> **Extracted data**:
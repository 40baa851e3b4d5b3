//! Parsed inbound messages and composed outbound messages.
//!
//! The ingestion transport (webhook verification, raw MIME parsing) is an
//! external collaborator: by the time a message reaches this domain it is
//! already parsed into `InboundEmail`. `OutboundEmail` is the fully formed
//! message handed to the mail transport.

use serde::{Deserialize, Serialize};

use crate::common::utils::addresses;

/// Body content of a parsed inbound message.
#[derive(Debug, Clone, Serialize, Deserialize)]
#[serde(rename_all = "snake_case")]
pub enum EmailContent {
    /// Multipart message: text and HTML parts decoded independently,
    /// either may be absent.
    Multipart {
        text: Option<String>,
        html: Option<String>,
    },
    /// Single-part message: one content type, one body.
    Single { content_type: String, body: String },
}

impl EmailContent {
    /// The plain-text content, empty string when absent.
    pub fn text_part(&self) -> &str {
        match self {
            Self::Multipart { text, .. } => text.as_deref().unwrap_or(""),
            Self::Single { content_type, body } if content_type.starts_with("text/plain") => body,
            Self::Single { .. } => "",
        }
    }

    /// The HTML content, empty string when absent.
    pub fn html_part(&self) -> &str {
        match self {
            Self::Multipart { html, .. } => html.as_deref().unwrap_or(""),
            Self::Single { content_type, body } if content_type.starts_with("text/html") => body,
            Self::Single { .. } => "",
        }
    }
}

/// A parsed inbound message as delivered by the ingestion transport.
#[derive(Debug, Clone, Serialize, Deserialize)]
pub struct InboundEmail {
    pub from: Vec<String>,
    pub to: Vec<String>,
    #[serde(default)]
    pub cc: Vec<String>,
    #[serde(default)]
    pub bcc: Vec<String>,
    pub subject: String,
    /// RFC5322 Message-ID of the original, when the sending client set one.
    pub message_id: Option<String>,
    /// The original References header, verbatim.
    pub references: Option<String>,
    pub content: EmailContent,
}

impl InboundEmail {
    /// The sender address: first From header, display name stripped,
    /// lowercased.
    pub fn sender(&self) -> Option<String> {
        self.from.first().map(|from| addresses::bare_address(from))
    }
}

/// A fully composed outbound message, ready for the mail transport.
#[derive(Debug, Clone, Serialize, Deserialize)]
pub struct OutboundEmail {
    pub to: String,
    pub from: String,
    pub reply_to: String,
    pub subject: String,
    pub in_reply_to: Option<String>,
    pub references: Option<String>,
    pub text_body: String,
    pub html_body: String,
}

#[cfg(test)]
mod tests {
    use super::*;

    #[test]
    fn test_multipart_parts() {
        let content = EmailContent::Multipart {
            text: Some("plain".to_string()),
            html: None,
        };

        assert_eq!(content.text_part(), "plain");
        assert_eq!(content.html_part(), "");
    }

    #[test]
    fn test_single_part_follows_content_type() {
        let text = EmailContent::Single {
            content_type: "text/plain; charset=utf-8".to_string(),
            body: "plain".to_string(),
        };
        assert_eq!(text.text_part(), "plain");
        assert_eq!(text.html_part(), "");

        let html = EmailContent::Single {
            content_type: "text/html".to_string(),
            body: "<p>hi</p>".to_string(),
        };
        assert_eq!(html.text_part(), "");
        assert_eq!(html.html_part(), "<p>hi</p>");
    }

    #[test]
    fn test_sender_strips_display_name() {
        let message = InboundEmail {
            from: vec!["Alice Example <Alice@X.com>".to_string()],
            to: vec![],
            cc: vec![],
            bcc: vec![],
            subject: String::new(),
            message_id: None,
            references: None,
            content: EmailContent::Multipart {
                text: None,
                html: None,
            },
        };

        assert_eq!(message.sender(), Some("alice@x.com".to_string()));
    }
}
//! Strict membership sync: the local roster and the provider roster move
//! together or not at all.
//!
//! This path is deliberately stricter than the list-level sync in
//! `provider_sync`: a membership change is a user-facing, individually
//! retryable action, so silent divergence between the two rosters is not
//! acceptable.

use thiserror::Error;
use tracing::info;
use uuid::Uuid;

use crate::domains::lists::models::list::List;
use crate::domains::lists::models::user::User;
use crate::kernel::ServerDeps;

/// Failure of a membership change. Provider rejections roll the local
/// write back, so the caller never observes partial state.
#[derive(Debug, Error)]
pub enum MembershipSyncError {
    #[error("list provider rejected the membership change: {0}")]
    Provider(anyhow::Error),
    #[error("database error: {0}")]
    Database(#[from] sqlx::Error),
}

/// Add a user to a list.
///
/// Returns false when the user is already a member (no-op, not an error).
/// The membership row and the provider-side add commit together.
pub async fn add_member(
    list: &List,
    user: &User,
    deps: &ServerDeps,
) -> Result<bool, MembershipSyncError> {
    let pool = &deps.db_pool;

    let existing: Option<(Uuid,)> =
        sqlx::query_as("SELECT id FROM memberships WHERE list_id = $1 AND user_id = $2")
            .bind(list.id)
            .bind(user.id)
            .fetch_optional(pool)
            .await?;
    if existing.is_some() {
        return Ok(false);
    }

    let mut tx = pool.begin().await?;

    sqlx::query("INSERT INTO memberships (list_id, user_id) VALUES ($1, $2)")
        .bind(list.id)
        .bind(user.id)
        .execute(&mut *tx)
        .await?;

    // The provider call happens while the transaction is open: a rejected
    // change rolls the row above back.
    if let Some(address) = &list.external_address {
        if let Err(e) = deps
            .provider
            .add_member(address, &user.email, &user.display_name)
            .await
        {
            tx.rollback().await?;
            return Err(MembershipSyncError::Provider(e));
        }
    }

    tx.commit().await?;

    info!(list = %list.name, member = %user.email, "member added");
    Ok(true)
}

/// Remove a user from a list.
///
/// Returns false when the user is not a member (no-op, not an error).
/// The row delete and the provider-side remove commit together.
pub async fn remove_member(
    list: &List,
    user: &User,
    deps: &ServerDeps,
) -> Result<bool, MembershipSyncError> {
    let pool = &deps.db_pool;

    let existing: Option<(Uuid,)> =
        sqlx::query_as("SELECT id FROM memberships WHERE list_id = $1 AND user_id = $2")
            .bind(list.id)
            .bind(user.id)
            .fetch_optional(pool)
            .await?;
    if existing.is_none() {
        return Ok(false);
    }

    let mut tx = pool.begin().await?;

    sqlx::query("DELETE FROM memberships WHERE list_id = $1 AND user_id = $2")
        .bind(list.id)
        .bind(user.id)
        .execute(&mut *tx)
        .await?;

    if let Some(address) = &list.external_address {
        if let Err(e) = deps.provider.remove_member(address, &user.email).await {
            tx.rollback().await?;
            return Err(MembershipSyncError::Provider(e));
        }
    }

    tx.commit().await?;

    info!(list = %list.name, member = %user.email, "member removed");
    Ok(true)
}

> **Aim of the exercise**: Output the full listing exactly, please.

> **Your response**:
repository 40baa851e3b4d5b3
//! Parsed inbound messages and composed outbound messages.
//!
//! The ingestion transport (webhook verification, raw MIME parsing) is an
//! external collaborator: by the time a message reaches this domain it is
//! already parsed into `InboundEmail`. `OutboundEmail` is the fully formed
//! message handed to the mail transport.

use serde::{Deserialize, Serialize};

use crate::common::utils::addresses;

/// Body content of a parsed inbound message.
#[derive(Debug, Clone, Serialize, Deserialize)]
#[serde(rename_all = "snake_case")]
pub enum EmailContent {
    /// Multipart message: text and HTML parts decoded independently,
    /// either may be absent.
    Multipart {
        text: Option<String>,
        html: Option<String>,
    },
    /// Single-part message: one content type, one body.
    Single { content_type: String, body: String },
}

impl EmailContent {
    /// The plain-text content, empty string when absent.
    pub fn text_part(&self) -> &str {
        match self {
            Self::Multipart { text, .. } => text.as_deref().unwrap_or(""),
            Self::Single { content_type, body } if content_type.starts_with("text/plain") => body,
            Self::Single { .. } => "",
        }
    }

    /// The HTML content, empty string when absent.
    pub fn html_part(&self) -> &str {
        match self {
            Self::Multipart { html, .. } => html.as_deref().unwrap_or(""),
            Self::Single { content_type, body } if content_type.starts_with("text/html") => body,
            Self::Single { .. } => "",
        }
    }
}

/// A parsed inbound message as delivered by the ingestion transport.
#[derive(Debug, Clone, Serialize, Deserialize)]
pub struct InboundEmail {
    pub from: Vec<String>,
    pub to: Vec<String>,
    #[serde(default)]
    pub cc: Vec<String>,
    #[serde(default)]
    pub bcc: Vec<String>,
    pub subject: String,
    /// RFC5322 Message-ID of the original, when the sending client set one.
    pub message_id: Option<String>,
    /// The original References header, verbatim.
    pub references: Option<String>,
    pub content: EmailContent,
}

impl InboundEmail {
    /// The sender address: first From header, display name stripped,
    /// lowercased.
    pub fn sender(&self) -> Option<String> {
        self.from.first().map(|from| addresses::bare_address(from))
    }
}

/// A fully composed outbound message, ready for the mail transport.
#[derive(Debug, Clone, Serialize, Deserialize)]
pub struct OutboundEmail {
    pub to: String,
    pub from: String,
    pub reply_to: String,
    pub subject: String,
    pub in_reply_to: Option<String>,
    pub references: Option<String>,
    pub text_body: String,
    pub html_body: String,
}

#[cfg(test)]
mod tests {
    use super::*;

    #[test]
    fn test_multipart_parts() {
        let content = EmailContent::Multipart {
            text: Some("plain".to_string()),
            html: None,
        };

        assert_eq!(content.text_part(), "plain");
        assert_eq!(content.html_part(), "");
    }

    #[test]
    fn test_single_part_follows_content_type() {
        let text = EmailContent::Single {
            content_type: "text/plain; charset=utf-8".to_string(),
            body: "plain".to_string(),
        };
        assert_eq!(text.text_part(), "plain");
        assert_eq!(text.html_part(), "");

        let html = EmailContent::Single {
            content_type: "text/html".to_string(),
            body: "<p>hi</p>".to_string(),
        };
        assert_eq!(html.text_part(), "");
        assert_eq!(html.html_part(), "<p>hi</p>");
    }

    #[test]
    fn test_sender_strips_display_name() {
        let message = InboundEmail {
            from: vec!["Alice Example <Alice@X.com>".to_string()],
            to: vec![],
            cc: vec![],
            bcc: vec![],
            subject: String::new(),
            message_id: None,
            references: None,
            content: EmailContent::Multipart {
                text: None,
                html: None,
            },
        };

        assert_eq!(message.sender(), Some("alice@x.com".to_string()));
    }
}
//! Strict membership sync: the local roster and the provider roster move
//! together or not at all.
//!
//! This path is deliberately stricter than the list-level sync in
//! `provider_sync`: a membership change is a user-facing, individually
//! retryable action, so silent divergence between the two rosters is not
//! acceptable.

use thiserror::Error;
use tracing::info;
use uuid::Uuid;

use crate::domains::lists::models::list::List;
use crate::domains::lists::models::user::User;
use crate::kernel::ServerDeps;

/// Failure of a membership change. Provider rejections roll the local
/// write back, so the caller never observes partial state.
#[derive(Debug, Error)]
pub enum MembershipSyncError {
    #[error("list provider rejected the membership change: {0}")]
    Provider(anyhow::Error),
    #[error("database error: {0}")]
    Database(#[from] sqlx::Error),
}

/// Add a user to a list.
///
/// Returns false when the user is already a member (no-op, not an error).
/// The membership row and the provider-side add commit together.
pub async fn add_member(
    list: &List,
    user: &User,
    deps: &ServerDeps,
) -> Result<bool, MembershipSyncError> {
    let pool = &deps.db_pool;

    let existing: Option<(Uuid,)> =
        sqlx::query_as("SELECT id FROM memberships WHERE list_id = $1 AND user_id = $2")
            .bind(list.id)
            .bind(user.id)
            .fetch_optional(pool)
            .await?;
    if existing.is_some() {
        return Ok(false);
    }

    let mut tx = pool.begin().await?;

    sqlx::query("INSERT INTO memberships (list_id, user_id) VALUES ($1, $2)")
        .bind(list.id)
        .bind(user.id)
        .execute(&mut *tx)
        .await?;

    // The provider call happens while the transaction is open: a rejected
    // change rolls the row above back.
    if let Some(address) = &list.external_address {
        if let Err(e) = deps
            .provider
            .add_member(address, &user.email, &user.display_name)
            .await
        {
            tx.rollback().await?;
            return Err(MembershipSyncError::Provider(e));
        }
    }

    tx.commit().await?;

    info!(list = %list.name, member = %user.email, "member added");
    Ok(true)
}

/// Remove a user from a list.
///
/// Returns false when the user is not a member (no-op, not an error).
/// The row delete and the provider-side remove commit together.
pub async fn remove_member(
    list: &List,
    user: &User,
    deps: &ServerDeps,
) -> Result<bool, MembershipSyncError> {
    let pool = &deps.db_pool;

    let existing: Option<(Uuid,)> =
        sqlx::query_as("SELECT id FROM memberships WHERE list_id = $1 AND user_id = $2")
            .bind(list.id)
            .bind(user.id)
            .fetch_optional(pool)
            .await?;
    if existing.is_none() {
        return Ok(false);
    }

    let mut tx = pool.begin().await?;

    sqlx::query("DELETE FROM memberships WHERE list_id = $1 AND user_id = $2")
        .bind(list.id)
        .bind(user.id)
        .execute(&mut *tx)
        .await?;

    if let Some(address) = &list.external_address {
        if let Err(e) = deps.provider.remove_member(address, &user.email).await {
            tx.rollback().await?;
            return Err(MembershipSyncError::Provider(e));
        }
    }

    tx.commit().await?;

    info!(list = %list.name, member = %user.email, "member removed");
    Ok(true)
}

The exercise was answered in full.